Assigned task. What's required is a verbatim printout of all the data.

::::::

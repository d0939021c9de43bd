use std::fmt;
use std::sync::Arc;

use ottoman_types::{Revision, WireDocument};
use serde::de::DeserializeOwned;
use serde::{Deserialize, Serialize};
use serde_json::{json, Value};
use tracing::{debug, warn};

use crate::bulk::{BulkOutcome, BulkRequest};
use crate::endpoint;
use crate::error::{ClientError, ClientResult, TransportError};
use crate::transport::{Method, Response, Transport};

/// Summary returned by `GET /<db>`.
#[derive(Clone, Debug, PartialEq, Eq, Serialize, Deserialize)]
pub struct DatabaseInfo {
    pub db_name: String,
    #[serde(default)]
    pub doc_count: u64,
    #[serde(default)]
    pub update_seq: u64,
}

/// Acknowledgement of a single-document write.
#[derive(Clone, Debug, PartialEq, Eq, Serialize, Deserialize)]
pub struct WriteResponse {
    pub id: String,
    pub rev: Revision,
}

/// Typed client for the CouchDB document protocol.
///
/// Cloning is cheap; clones share the transport.
#[derive(Clone)]
pub struct CouchClient {
    transport: Arc<dyn Transport>,
}

impl CouchClient {
    pub fn new(transport: Arc<dyn Transport>) -> Self {
        Self { transport }
    }

    pub fn transport(&self) -> &Arc<dyn Transport> {
        &self.transport
    }

    // ---- Server ----

    /// The store's version string.
    pub fn version(&self) -> ClientResult<String> {
        let resp = self.expect(Method::Get, endpoint::ROOT, None)?;
        resp.body
            .get("version")
            .and_then(Value::as_str)
            .map(str::to_string)
            .ok_or_else(|| malformed(endpoint::ROOT, "missing version"))
    }

    pub fn all_databases(&self) -> ClientResult<Vec<String>> {
        let resp = self.expect(Method::Get, endpoint::ALL_DBS, None)?;
        decode(endpoint::ALL_DBS, resp.body)
    }

    /// Fetch `count` server-issued UUIDs in one round trip.
    pub fn get_uuids(&self, count: usize) -> ClientResult<Vec<String>> {
        if count == 0 {
            return Ok(Vec::new());
        }
        let path = endpoint::uuids(count);
        let resp = self.expect(Method::Get, &path, None)?;
        let uuids = resp
            .body
            .get("uuids")
            .cloned()
            .ok_or_else(|| malformed(&path, "missing uuids"))?;
        decode(&path, uuids)
    }

    // ---- Databases ----

    /// Create a database. An existing database is an HTTP 412 error.
    pub fn create_database(&self, name: &str) -> ClientResult<()> {
        self.expect(Method::Put, &endpoint::database(name), None)?;
        Ok(())
    }

    /// Drop a database. Returns `false` if it did not exist.
    pub fn delete_database(&self, name: &str) -> ClientResult<bool> {
        let path = endpoint::database(name);
        let resp = self.call(Method::Delete, &path, None)?;
        match resp.status {
            404 => Ok(false),
            _ if resp.is_success() => Ok(true),
            _ => Err(http_error(&path, &resp)),
        }
    }

    pub fn database_info(&self, name: &str) -> ClientResult<DatabaseInfo> {
        let path = endpoint::database(name);
        let resp = self.expect(Method::Get, &path, None)?;
        decode(&path, resp.body)
    }

    // ---- Documents ----

    /// Read one document. `None` when the store answers 404.
    pub fn find_document(&self, db: &str, id: &str) -> ClientResult<Option<WireDocument>> {
        let path = endpoint::document(db, id);
        let resp = self.call(Method::Get, &path, None)?;
        if resp.status == 404 {
            return Ok(None);
        }
        if !resp.is_success() {
            return Err(http_error(&path, &resp));
        }
        Ok(Some(WireDocument::from_value(resp.body)?))
    }

    /// Read many documents in one request.
    ///
    /// Only documents the store holds are returned; unknown and deleted ids
    /// are dropped, so the result may be shorter than `ids`.
    pub fn all_docs(&self, db: &str, ids: &[String]) -> ClientResult<Vec<WireDocument>> {
        let path = endpoint::all_docs(db);
        let resp = self.expect(Method::Post, &path, Some(&json!({ "keys": ids })))?;
        let rows = resp
            .body
            .get("rows")
            .and_then(Value::as_array)
            .ok_or_else(|| malformed(&path, "missing rows"))?;

        let mut docs = Vec::with_capacity(rows.len());
        for row in rows {
            match row.get("doc") {
                Some(doc) if doc.is_object() => docs.push(WireDocument::from_value(doc.clone())?),
                _ => debug!(key = ?row.get("key"), "bulk read row without document"),
            }
        }
        Ok(docs)
    }

    /// Write a document at its `_id`. Updates must carry the current `_rev`.
    pub fn put_document(&self, db: &str, doc: &WireDocument) -> ClientResult<WriteResponse> {
        let id = doc.id().ok_or(ClientError::MissingDocumentId)?;
        let path = endpoint::document(db, id);
        let body = doc.clone().into_value();
        let resp = self.expect(Method::Put, &path, Some(&body))?;
        decode(&path, resp.body)
    }

    /// Create a document, letting the store pick the id if none is set.
    pub fn post_document(&self, db: &str, doc: &WireDocument) -> ClientResult<WriteResponse> {
        let path = endpoint::database(db);
        let body = doc.clone().into_value();
        let resp = self.expect(Method::Post, &path, Some(&body))?;
        decode(&path, resp.body)
    }

    pub fn delete_document(&self, db: &str, id: &str, rev: &Revision) -> ClientResult<WriteResponse> {
        let path = endpoint::document_rev(db, id, rev.as_str());
        let resp = self.expect(Method::Delete, &path, None)?;
        decode(&path, resp.body)
    }

    /// Submit a batch of writes in one request.
    ///
    /// The outcome list is parallel to `docs`. Per-document failures
    /// (conflicts, rejections) are outcomes, not errors. A row that does not
    /// decode becomes a `malformed_result` failure for that row only.
    pub fn bulk_docs(
        &self,
        db: &str,
        docs: Vec<WireDocument>,
        all_or_nothing: bool,
    ) -> ClientResult<Vec<BulkOutcome>> {
        let path = endpoint::bulk_docs(db);
        let count = docs.len();
        let body = serde_json::to_value(BulkRequest::new(docs, all_or_nothing))
            .map_err(|e| malformed(&path, &e.to_string()))?;
        let resp = self.expect(Method::Post, &path, Some(&body))?;
        let Value::Array(rows) = resp.body else {
            return Err(malformed(&path, "expected an array of results"));
        };
        let outcomes: Vec<BulkOutcome> = rows.into_iter().map(bulk_row).collect();
        debug!(
            submitted = count,
            failed = outcomes.iter().filter(|o| !o.is_success()).count(),
            "bulk write complete"
        );
        Ok(outcomes)
    }

    // ---- Plumbing ----

    fn call(&self, method: Method, path: &str, body: Option<&Value>) -> ClientResult<Response> {
        let resp = self.transport.request(method, path, body)?;
        debug!(%method, path, status = resp.status, "store request");
        Ok(resp)
    }

    fn expect(&self, method: Method, path: &str, body: Option<&Value>) -> ClientResult<Response> {
        let resp = self.call(method, path, body)?;
        if resp.is_success() {
            Ok(resp)
        } else {
            Err(http_error(path, &resp))
        }
    }
}

impl fmt::Debug for CouchClient {
    fn fmt(&self, f: &mut fmt::Formatter<'_>) -> fmt::Result {
        f.debug_struct("CouchClient").finish_non_exhaustive()
    }
}

fn http_error(path: &str, resp: &Response) -> ClientError {
    ClientError::Http {
        status: resp.status,
        path: path.to_string(),
        error: resp.error_name().to_string(),
        reason: resp.reason().to_string(),
    }
}

fn malformed(path: &str, detail: &str) -> ClientError {
    ClientError::Transport(TransportError::MalformedResponse(format!("{path}: {detail}")))
}

fn bulk_row(row: Value) -> BulkOutcome {
    let id = row
        .get("id")
        .and_then(Value::as_str)
        .unwrap_or_default()
        .to_string();
    serde_json::from_value(row).unwrap_or_else(|e| {
        warn!(id = %id, error = %e, "malformed bulk result row");
        BulkOutcome::Failed {
            id,
            error: "malformed_result".into(),
            reason: e.to_string(),
        }
    })
}

fn decode<T: DeserializeOwned>(path: &str, body: Value) -> ClientResult<T> {
    serde_json::from_value(body).map_err(|e| malformed(path, &e.to_string()))
}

::::::

Answer space.
repository d0939021c9de43bd
use std::fmt;
use std::sync::Arc;

use ottoman_types::{Revision, WireDocument};
use serde::de::DeserializeOwned;
use serde::{Deserialize, Serialize};
use serde_json::{json, Value};
use tracing::{debug, warn};

use crate::bulk::{BulkOutcome, BulkRequest};
use crate::endpoint;
use crate::error::{ClientError, ClientResult, TransportError};
use crate::transport::{Method, Response, Transport};

/// Summary returned by `GET /<db>`.
#[derive(Clone, Debug, PartialEq, Eq, Serialize, Deserialize)]
pub struct DatabaseInfo {
    pub db_name: String,
    #[serde(default)]
    pub doc_count: u64,
    #[serde(default)]
    pub update_seq: u64,
}

/// Acknowledgement of a single-document write.
#[derive(Clone, Debug, PartialEq, Eq, Serialize, Deserialize)]
pub struct WriteResponse {
    pub id: String,
    pub rev: Revision,
}

/// Typed client for the CouchDB document protocol.
///
/// Cloning is cheap; clones share the transport.
#[derive(Clone)]
pub struct CouchClient {
    transport: Arc<dyn Transport>,
}

impl CouchClient {
    pub fn new(transport: Arc<dyn Transport>) -> Self {
        Self { transport }
    }

    pub fn transport(&self) -> &Arc<dyn Transport> {
        &self.transport
    }

    // ---- Server ----

    /// The store's version string.
    pub fn version(&self) -> ClientResult<String> {
        let resp = self.expect(Method::Get, endpoint::ROOT, None)?;
        resp.body
            .get("version")
            .and_then(Value::as_str)
            .map(str::to_string)
            .ok_or_else(|| malformed(endpoint::ROOT, "missing version"))
    }

    pub fn all_databases(&self) -> ClientResult<Vec<String>> {
        let resp = self.expect(Method::Get, endpoint::ALL_DBS, None)?;
        decode(endpoint::ALL_DBS, resp.body)
    }

    /// Fetch `count` server-issued UUIDs in one round trip.
    pub fn get_uuids(&self, count: usize) -> ClientResult<Vec<String>> {
        if count == 0 {
            return Ok(Vec::new());
        }
        let path = endpoint::uuids(count);
        let resp = self.expect(Method::Get, &path, None)?;
        let uuids = resp
            .body
            .get("uuids")
            .cloned()
            .ok_or_else(|| malformed(&path, "missing uuids"))?;
        decode(&path, uuids)
    }

    // ---- Databases ----

    /// Create a database. An existing database is an HTTP 412 error.
    pub fn create_database(&self, name: &str) -> ClientResult<()> {
        self.expect(Method::Put, &endpoint::database(name), None)?;
        Ok(())
    }

    /// Drop a database. Returns `false` if it did not exist.
    pub fn delete_database(&self, name: &str) -> ClientResult<bool> {
        let path = endpoint::database(name);
        let resp = self.call(Method::Delete, &path, None)?;
        match resp.status {
            404 => Ok(false),
            _ if resp.is_success() => Ok(true),
            _ => Err(http_error(&path, &resp)),
        }
    }

    pub fn database_info(&self, name: &str) -> ClientResult<DatabaseInfo> {
        let path = endpoint::database(name);
        let resp = self.expect(Method::Get, &path, None)?;
        decode(&path, resp.body)
    }

    // ---- Documents ----

    /// Read one document. `None` when the store answers 404.
    pub fn find_document(&self, db: &str, id: &str) -> ClientResult<Option<WireDocument>> {
        let path = endpoint::document(db, id);
        let resp = self.call(Method::Get, &path, None)?;
        if resp.status == 404 {
            return Ok(None);
        }
        if !resp.is_success() {
            return Err(http_error(&path, &resp));
        }
        Ok(Some(WireDocument::from_value(resp.body)?))
    }

    /// Read many documents in one request.
    ///
    /// Only documents the store holds are returned; unknown and deleted ids
    /// are dropped, so the result may be shorter than `ids`.
    pub fn all_docs(&self, db: &str, ids: &[String]) -> ClientResult<Vec<WireDocument>> {
        let path = endpoint::all_docs(db);
        let resp = self.expect(Method::Post, &path, Some(&json!({ "keys": ids })))?;
        let rows = resp
            .body
            .get("rows")
            .and_then(Value::as_array)
            .ok_or_else(|| malformed(&path, "missing rows"))?;

        let mut docs = Vec::with_capacity(rows.len());
        for row in rows {
            match row.get("doc") {
                Some(doc) if doc.is_object() => docs.push(WireDocument::from_value(doc.clone())?),
                _ => debug!(key = ?row.get("key"), "bulk read row without document"),
            }
        }
        Ok(docs)
    }

    /// Write a document at its `_id`. Updates must carry the current `_rev`.
    pub fn put_document(&self, db: &str, doc: &WireDocument) -> ClientResult<WriteResponse> {
        let id = doc.id().ok_or(ClientError::MissingDocumentId)?;
        let path = endpoint::document(db, id);
        let body = doc.clone().into_value();
        let resp = self.expect(Method::Put, &path, Some(&body))?;
        decode(&path, resp.body)
    }

    /// Create a document, letting the store pick the id if none is set.
    pub fn post_document(&self, db: &str, doc: &WireDocument) -> ClientResult<WriteResponse> {
        let path = endpoint::database(db);
        let body = doc.clone().into_value();
        let resp = self.expect(Method::Post, &path, Some(&body))?;
        decode(&path, resp.body)
    }

    pub fn delete_document(&self, db: &str, id: &str, rev: &Revision) -> ClientResult<WriteResponse> {
        let path = endpoint::document_rev(db, id, rev.as_str());
        let resp = self.expect(Method::Delete, &path, None)?;
        decode(&path, resp.body)
    }

    /// Submit a batch of writes in one request.
    ///
    /// The outcome list is parallel to `docs`. Per-document failures
    /// (conflicts, rejections) are outcomes, not errors. A row that does not
    /// decode becomes a `malformed_result` failure for that row only.
    pub fn bulk_docs(
        &self,
        db: &str,
        docs: Vec<WireDocument>,
        all_or_nothing: bool,
    ) -> ClientResult<Vec<BulkOutcome>> {
        let path = endpoint::bulk_docs(db);
        let count = docs.len();
        let body = serde_json::to_value(BulkRequest::new(docs, all_or_nothing))
            .map_err(|e| malformed(&path, &e.to_string()))?;
        let resp = self.expect(Method::Post, &path, Some(&body))?;
        let Value::Array(rows) = resp.body else {
            return Err(malformed(&path, "expected an array of results"));
        };
        let outcomes: Vec<BulkOutcome> = rows.into_iter().map(bulk_row).collect();
        debug!(
            submitted = count,
            failed = outcomes.iter().filter(|o| !o.is_success()).count(),
            "bulk write complete"
        );
        Ok(outcomes)
    }

    // ---- Plumbing ----

    fn call(&self, method: Method, path: &str, body: Option<&Value>) -> ClientResult<Response> {
        let resp = self.transport.request(method, path, body)?;
        debug!(%method, path, status = resp.status, "store request");
        Ok(resp)
    }

    fn expect(&self, method: Method, path: &str, body: Option<&Value>) -> ClientResult<Response> {
        let resp = self.call(method, path, body)?;
        if resp.is_success() {
            Ok(resp)
        } else {
            Err(http_error(path, &resp))
        }
    }
}

impl fmt::Debug for CouchClient {
    fn fmt(&self, f: &mut fmt::Formatter<'_>) -> fmt::Result {
        f.debug_struct("CouchClient").finish_non_exhaustive()
    }
}

fn http_error(path: &str, resp: &Response) -> ClientError {
    ClientError::Http {
        status: resp.status,
        path: path.to_string(),
        error: resp.error_name().to_string(),
        reason: resp.reason().to_string(),
    }
}

fn malformed(path: &str, detail: &str) -> ClientError {
    ClientError::Transport(TransportError::MalformedResponse(format!("{path}: {detail}")))
}

fn bulk_row(row: Value) -> BulkOutcome {
    let id = row
        .get("id")
        .and_then(Value::as_str)
        .unwrap_or_default()
        .to_string();
    serde_json::from_value(row).unwrap_or_else(|e| {
        warn!(id = %id, error = %e, "malformed bulk result row");
        BulkOutcome::Failed {
            id,
            error: "malformed_result".into(),
            reason: e.to_string(),
        }
    })
}

fn decode<T: DeserializeOwned>(path: &str, body: Value) -> ClientResult<T> {
    serde_json::from_value(body).map_err(|e| malformed(path, &e.to_string()))
}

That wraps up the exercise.